++++ MATERIAL PROVIDED ++++

//! Human-readable activity and notification text.
//!
//! Every message a user reads in an activity feed or notification mailbox
//! is rendered from one of the named templates below, so wording lives in a
//! single place.

use minijinja::Environment;
use serde::Serialize;
use thiserror::Error;

/// Named message templates.
#[derive(Debug, Clone, Copy, PartialEq, Eq)]
pub enum MessageTemplate {
    /// Seed activity for a new project.
    ProjectCreated,
    /// Activity logged when a member joins.
    MemberAdded,
    /// Activity logged when a task is created.
    TaskCreated,
    /// Activity logged when a task changes column.
    TaskMoved,
    /// Activity logged when an assignee accepts a pending task.
    TaskAccepted,
    /// Activity logged when an assignee rejects a pending task.
    TaskRejected,
    /// Notification sent to the assignee of a pending task.
    TaskAssignedNotice,
    /// Notification sent to a user added directly to a project.
    MemberAddedNotice,
    /// Notification carrying a project invitation.
    ProjectInvitationNotice,
    /// Terminal text of an accepted invitation notification.
    InvitationAcceptedNotice,
    /// Terminal text of an accepted task assignment notification.
    TaskAcceptedNotice,
    /// Terminal text of a rejected task assignment notification.
    TaskRejectedNotice,
}

impl MessageTemplate {
    /// Returns the template name used in error reports.
    #[must_use]
    pub const fn name(self) -> &'static str {
        match self {
            Self::ProjectCreated => "project_created",
            Self::MemberAdded => "member_added",
            Self::TaskCreated => "task_created",
            Self::TaskMoved => "task_moved",
            Self::TaskAccepted => "task_accepted",
            Self::TaskRejected => "task_rejected",
            Self::TaskAssignedNotice => "task_assigned_notice",
            Self::MemberAddedNotice => "member_added_notice",
            Self::ProjectInvitationNotice => "project_invitation_notice",
            Self::InvitationAcceptedNotice => "invitation_accepted_notice",
            Self::TaskAcceptedNotice => "task_accepted_notice",
            Self::TaskRejectedNotice => "task_rejected_notice",
        }
    }

    const fn source(self) -> &'static str {
        match self {
            Self::ProjectCreated => "{{ actor }} created the project",
            Self::MemberAdded => "New member added to the project ({{ role }})",
            Self::TaskCreated => "Task \"{{ title }}\" was created",
            Self::TaskMoved => "{{ actor }} moved \"{{ title }}\" to {{ column }}",
            Self::TaskAccepted => "Task \"{{ title }}\" was accepted",
            Self::TaskRejected => {
                "Task \"{{ title }}\" was rejected{% if reason %} (Reason: {{ reason }}){% endif %}"
            }
            Self::TaskAssignedNotice => "{{ actor }} assigned you a new task: \"{{ title }}\"",
            Self::MemberAddedNotice => "{{ actor }} added you to the project \"{{ project }}\"",
            Self::ProjectInvitationNotice => {
                "{{ actor }} invited you to join \"{{ project }}\" as {{ role }}"
            }
            Self::InvitationAcceptedNotice => "Invitation accepted",
            Self::TaskAcceptedNotice => "Task accepted: \"{{ title }}\"",
            Self::TaskRejectedNotice => "Task rejected: \"{{ title }}\"",
        }
    }

    /// Renders the template with `context`.
    ///
    /// # Errors
    ///
    /// Returns [`TemplateError`] when the context cannot be serialized or the
    /// template fails to evaluate.
    pub fn render(self, context: impl Serialize) -> Result<String, TemplateError> {
        Environment::new()
            .render_str(self.source(), context)
            .map_err(|error| TemplateError {
                template: self.name(),
                reason: error.to_string(),
            })
    }
}

/// Error returned when a message template fails to render.
#[derive(Debug, Clone, Error, PartialEq, Eq)]
#[error("failed to render {template} message: {reason}")]
pub struct TemplateError {
    /// Template name.
    pub template: &'static str,
    /// Renderer diagnostic.
    pub reason: String,
}
//! Service layer for task creation, updates, and state transitions.

use crate::{
    identity::domain::{Actor, UserId},
    notification::{
        domain::{NewNotification, NotificationKind, NotificationPayload},
        ports::{NotificationSink, NotificationSinkError},
    },
    project::{
        domain::{NewActivity, ProjectId},
        ports::{ActivityLog, ActivityLogError},
    },
    task::{
        domain::{
            Difficulty, NewTask, Priority, Task, TaskDomainError, TaskId, TaskStatus, TaskUpdate,
        },
        ports::{TaskRepository, TaskRepositoryError},
    },
    templates::{MessageTemplate, TemplateError},
};
use chrono::{DateTime, Utc};
use minijinja::context;
use mockable::Clock;
use std::sync::Arc;
use thiserror::Error;
use tracing::{debug, info, warn};

/// Reason recorded when a task is rejected without one.
pub const DEFAULT_REJECTION_REASON: &str = "Rejected by the assignee";

/// Request payload for creating a task.
///
/// The assignee and status are requests: non-admin creators always get a
/// self-assigned `todo` task, and an admin assigning someone else always
/// starts the task in `pending`.
#[derive(Debug, Clone, PartialEq, Eq)]
pub struct CreateTaskRequest {
    project_id: ProjectId,
    title: String,
    description: String,
    assignee_id: Option<UserId>,
    priority: Priority,
    difficulty: Difficulty,
    status: Option<TaskStatus>,
}

impl CreateTaskRequest {
    /// Creates a request with medium priority and difficulty.
    #[must_use]
    pub fn new(project_id: ProjectId, title: impl Into<String>) -> Self {
        Self {
            project_id,
            title: title.into(),
            description: String::new(),
            assignee_id: None,
            priority: Priority::default(),
            difficulty: Difficulty::default(),
            status: None,
        }
    }

    /// Sets the description.
    #[must_use]
    pub fn with_description(mut self, description: impl Into<String>) -> Self {
        self.description = description.into();
        self
    }

    /// Requests an assignee.
    #[must_use]
    pub const fn with_assignee(mut self, assignee_id: UserId) -> Self {
        self.assignee_id = Some(assignee_id);
        self
    }

    /// Sets the priority.
    #[must_use]
    pub const fn with_priority(mut self, priority: Priority) -> Self {
        self.priority = priority;
        self
    }

    /// Sets the difficulty.
    #[must_use]
    pub const fn with_difficulty(mut self, difficulty: Difficulty) -> Self {
        self.difficulty = difficulty;
        self
    }

    /// Requests an initial status.
    #[must_use]
    pub const fn with_status(mut self, status: TaskStatus) -> Self {
        self.status = Some(status);
        self
    }

    /// Returns the project the task will belong to.
    #[must_use]
    pub const fn project_id(&self) -> ProjectId {
        self.project_id
    }

    fn placement(&self, creator: &Actor) -> (UserId, TaskStatus) {
        if !creator.is_admin() {
            return (creator.id, TaskStatus::Todo);
        }
        let assignee_id = self.assignee_id.unwrap_or(creator.id);
        if assignee_id != creator.id {
            return (assignee_id, TaskStatus::Pending);
        }
        let status = self
            .status
            .filter(|requested| requested.is_kanban())
            .unwrap_or(TaskStatus::Todo);
        (assignee_id, status)
    }
}

/// Result of a guarded state transition.
#[derive(Debug, Clone, PartialEq, Eq)]
pub enum TransitionOutcome {
    /// The transition happened; carries the updated task.
    Applied(Task),
    /// No task has the given identifier.
    NotFound,
    /// The task was not in the status the transition requires.
    InvalidState {
        /// Status the task was in.
        current: TaskStatus,
    },
}

impl TransitionOutcome {
    /// Returns `true` when the transition happened.
    #[must_use]
    pub const fn is_applied(&self) -> bool {
        matches!(self, Self::Applied(_))
    }

    /// Returns the updated task when the transition happened.
    #[must_use]
    pub fn into_task(self) -> Option<Task> {
        match self {
            Self::Applied(task) => Some(task),
            Self::NotFound | Self::InvalidState { .. } => None,
        }
    }
}

/// Service-level errors for task lifecycle operations.
#[derive(Debug, Error)]
pub enum TaskLifecycleError {
    /// Domain validation failed.
    #[error(transparent)]
    Domain(#[from] TaskDomainError),
    /// Repository operation failed.
    #[error(transparent)]
    Repository(#[from] TaskRepositoryError),
    /// Activity could not be logged.
    #[error(transparent)]
    Activity(#[from] ActivityLogError),
    /// Notification could not be delivered.
    #[error(transparent)]
    Notification(#[from] NotificationSinkError),
    /// Message text could not be rendered.
    #[error(transparent)]
    Template(#[from] TemplateError),
}

/// Result type for task lifecycle service operations.
pub type TaskLifecycleResult<T> = Result<T, TaskLifecycleError>;

/// Task lifecycle orchestration service.
///
/// Activity logging and notification delivery are injected capabilities so
/// the engine never reaches into the project or notification stores.
#[derive(Clone)]
pub struct TaskLifecycleService<R, A, N, C>
where
    R: TaskRepository,
    A: ActivityLog,
    N: NotificationSink,
    C: Clock + Send + Sync,
{
    pub(super) tasks: Arc<R>,
    activity: Arc<A>,
    notifications: Arc<N>,
    clock: Arc<C>,
}

impl<R, A, N, C> TaskLifecycleService<R, A, N, C>
where
    R: TaskRepository,
    A: ActivityLog,
    N: NotificationSink,
    C: Clock + Send + Sync,
{
    /// Creates a new task lifecycle service.
    #[must_use]
    pub const fn new(tasks: Arc<R>, activity: Arc<A>, notifications: Arc<N>, clock: Arc<C>) -> Self {
        Self {
            tasks,
            activity,
            notifications,
            clock,
        }
    }

    /// Creates a task, logs it, and notifies the assignee of a pending
    /// assignment.
    ///
    /// # Errors
    ///
    /// Returns [`TaskLifecycleError`] when the title is blank, message text
    /// cannot be rendered, or a side effect fails.
    pub async fn create_task(
        &self,
        creator: &Actor,
        request: CreateTaskRequest,
    ) -> TaskLifecycleResult<Task> {
        let (assignee_id, status) = request.placement(creator);
        let task = Task::new(
            NewTask {
                project_id: request.project_id,
                title: request.title,
                description: request.description,
                assignee_id,
                priority: request.priority,
                difficulty: request.difficulty,
                status,
                created_by: creator.id,
            },
            self.clock.utc(),
        )?;

        let created = MessageTemplate::TaskCreated.render(context! { title => task.title() })?;
        let notice = if status == TaskStatus::Pending {
            Some(MessageTemplate::TaskAssignedNotice.render(context! {
                actor => creator.first_name,
                title => task.title()
            })?)
        } else {
            None
        };

        self.tasks.store(&task).await?;
        info!(
            task_id = %task.id(),
            project_id = %task.project_id(),
            assignee_id = %assignee_id,
            status = %status,
            "created task"
        );
        self.log_activity(task.project_id(), creator.id, created).await?;

        if let Some(message) = notice {
            let payload = NotificationPayload::Task {
                task_id: task.id().into_inner(),
            };
            self.notifications
                .notify(
                    NewNotification::new(assignee_id, NotificationKind::TaskAssigned, message)
                        .with_payload(payload),
                )
                .await?;
        }
        Ok(task)
    }

    /// Merges a free-form update into a task.
    ///
    /// A status change is logged as a move, attributed to `display_name` or
    /// the actor's full name. No authorization is applied here. Returns
    /// `Ok(None)` when the task does not exist.
    ///
    /// # Errors
    ///
    /// Returns [`TaskLifecycleError`] when the new title is blank or a side
    /// effect fails.
    pub async fn update_task(
        &self,
        actor: &Actor,
        task_id: TaskId,
        update: TaskUpdate,
        display_name: Option<&str>,
    ) -> TaskLifecycleResult<Option<Task>> {
        let Some(mut task) = self.tasks.find_by_id(task_id).await? else {
            debug!(task_id = %task_id, "update skipped; task not found");
            return Ok(None);
        };

        let previous = task.apply(update)?;
        let moved = match previous {
            Some(_) => Some(MessageTemplate::TaskMoved.render(context! {
                actor => display_name.unwrap_or(&actor.display_name),
                title => task.title(),
                column => task.status().label()
            })?),
            None => None,
        };

        self.tasks.update(&task).await?;
        if let (Some(from), Some(message)) = (previous, moved) {
            info!(task_id = %task_id, from = %from, to = %task.status(), "moved task");
            self.log_activity(task.project_id(), actor.id, message).await?;
        } else {
            debug!(task_id = %task_id, "updated task");
        }
        Ok(Some(task))
    }

    /// Deletes a task, returning it when it existed.
    ///
    /// # Errors
    ///
    /// Returns [`TaskLifecycleError::Repository`] when persistence fails.
    pub async fn delete_task(
        &self,
        actor: &Actor,
        task_id: TaskId,
    ) -> TaskLifecycleResult<Option<Task>> {
        let removed = self.tasks.remove(task_id).await?;
        if removed.is_some() {
            info!(task_id = %task_id, actor = %actor.id, "deleted task");
        }
        Ok(removed)
    }

    /// Accepts a pending task onto the board.
    ///
    /// # Errors
    ///
    /// Returns [`TaskLifecycleError`] when persistence or activity logging
    /// fails. Precondition failures are reported through the outcome.
    pub async fn accept_task(
        &self,
        actor: &Actor,
        task_id: TaskId,
    ) -> TaskLifecycleResult<TransitionOutcome> {
        let outcome = self
            .transition(task_id, |task, at| task.accept(at))
            .await?;
        if let TransitionOutcome::Applied(task) = &outcome {
            let message =
                MessageTemplate::TaskAccepted.render(context! { title => task.title() })?;
            self.log_activity(task.project_id(), actor.id, message).await?;
            info!(task_id = %task_id, actor = %actor.id, "accepted task");
        }
        Ok(outcome)
    }

    /// Rejects a pending task.
    ///
    /// A blank `reason` is replaced by [`DEFAULT_REJECTION_REASON`].
    ///
    /// # Errors
    ///
    /// Returns [`TaskLifecycleError`] when persistence or activity logging
    /// fails. Precondition failures are reported through the outcome.
    pub async fn reject_task(
        &self,
        actor: &Actor,
        task_id: TaskId,
        reason: &str,
    ) -> TaskLifecycleResult<TransitionOutcome> {
        let stated = match reason.trim() {
            "" => DEFAULT_REJECTION_REASON,
            trimmed => trimmed,
        };
        let rejected_by = actor.id;
        let outcome = self
            .transition(task_id, |task, at| task.reject(rejected_by, stated, at))
            .await?;
        if let TransitionOutcome::Applied(task) = &outcome {
            let message = MessageTemplate::TaskRejected.render(context! {
                title => task.title(),
                reason => stated
            })?;
            self.log_activity(task.project_id(), actor.id, message).await?;
            info!(task_id = %task_id, actor = %actor.id, reason = stated, "rejected task");
        }
        Ok(outcome)
    }

    /// Flags a rejected task as acknowledged.
    ///
    /// # Errors
    ///
    /// Returns [`TaskLifecycleError::Repository`] when persistence fails.
    /// Precondition failures are reported through the outcome.
    pub async fn acknowledge_rejected_task(
        &self,
        actor: &Actor,
        task_id: TaskId,
    ) -> TaskLifecycleResult<TransitionOutcome> {
        let outcome = self
            .transition(task_id, |task, at| task.acknowledge(at))
            .await?;
        if outcome.is_applied() {
            info!(task_id = %task_id, actor = %actor.id, "acknowledged rejected task");
        }
        Ok(outcome)
    }

    async fn transition(
        &self,
        task_id: TaskId,
        change: impl FnOnce(&mut Task, DateTime<Utc>) -> Result<(), TaskDomainError> + Send,
    ) -> TaskLifecycleResult<TransitionOutcome> {
        let Some(mut task) = self.tasks.find_by_id(task_id).await? else {
            warn!(task_id = %task_id, "transition refused; task not found");
            return Ok(TransitionOutcome::NotFound);
        };

        match change(&mut task, self.clock.utc()) {
            Ok(()) => {}
            Err(TaskDomainError::InvalidState { action, current }) => {
                warn!(task_id = %task_id, action, current = %current, "transition refused");
                return Ok(TransitionOutcome::InvalidState { current });
            }
            Err(other) => return Err(other.into()),
        }

        self.tasks.update(&task).await?;
        Ok(TransitionOutcome::Applied(task))
    }

    async fn log_activity(
        &self,
        project_id: ProjectId,
        user_id: UserId,
        message: String,
    ) -> TaskLifecycleResult<()> {
        let recorded = self
            .activity
            .record(project_id, NewActivity::new(user_id, message))
            .await?;
        if recorded.is_none() {
            debug!(project_id = %project_id, "activity dropped; project not found");
        }
        Ok(())
    }
}
//! Repository port for pending invitations.

use super::ProjectRepositoryResult;
use crate::project::domain::{Invitation, InvitationId};
use async_trait::async_trait;

/// Invitation persistence contract.
///
/// Duplicate pending invitations for the same project and user are allowed
/// to coexist.
#[async_trait]
pub trait InvitationRepository: Send + Sync {
    /// Stores a new invitation.
    ///
    /// # Errors
    ///
    /// Returns [`super::ProjectRepositoryError::DuplicateInvitation`] when
    /// the identifier already exists.
    async fn store(&self, invitation: &Invitation) -> ProjectRepositoryResult<()>;

    /// Removes an invitation, returning it when it existed.
    async fn remove(&self, id: InvitationId) -> ProjectRepositoryResult<Option<Invitation>>;

    /// Finds an invitation by identifier.
    async fn find_by_id(&self, id: InvitationId) -> ProjectRepositoryResult<Option<Invitation>>;

    /// Returns every invitation in the order they were sent.
    async fn list_all(&self) -> ProjectRepositoryResult<Vec<Invitation>>;
}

++++

§ **ASSIGNMENT**
Only certain lines are wanted. Please return exactly those from the top of the data through the line with "pub enum MessageTemplate".

§ **TASK SOLUTION**
//! Human-readable activity and notification text.
//!
//! Every message a user reads in an activity feed or notification mailbox
//! is rendered from one of the named templates below, so wording lives in a
//! single place.

use minijinja::Environment;
use serde::Serialize;
use thiserror::Error;

/// Named message templates.
#[derive(Debug, Clone, Copy, PartialEq, Eq)]
pub enum MessageTemplate {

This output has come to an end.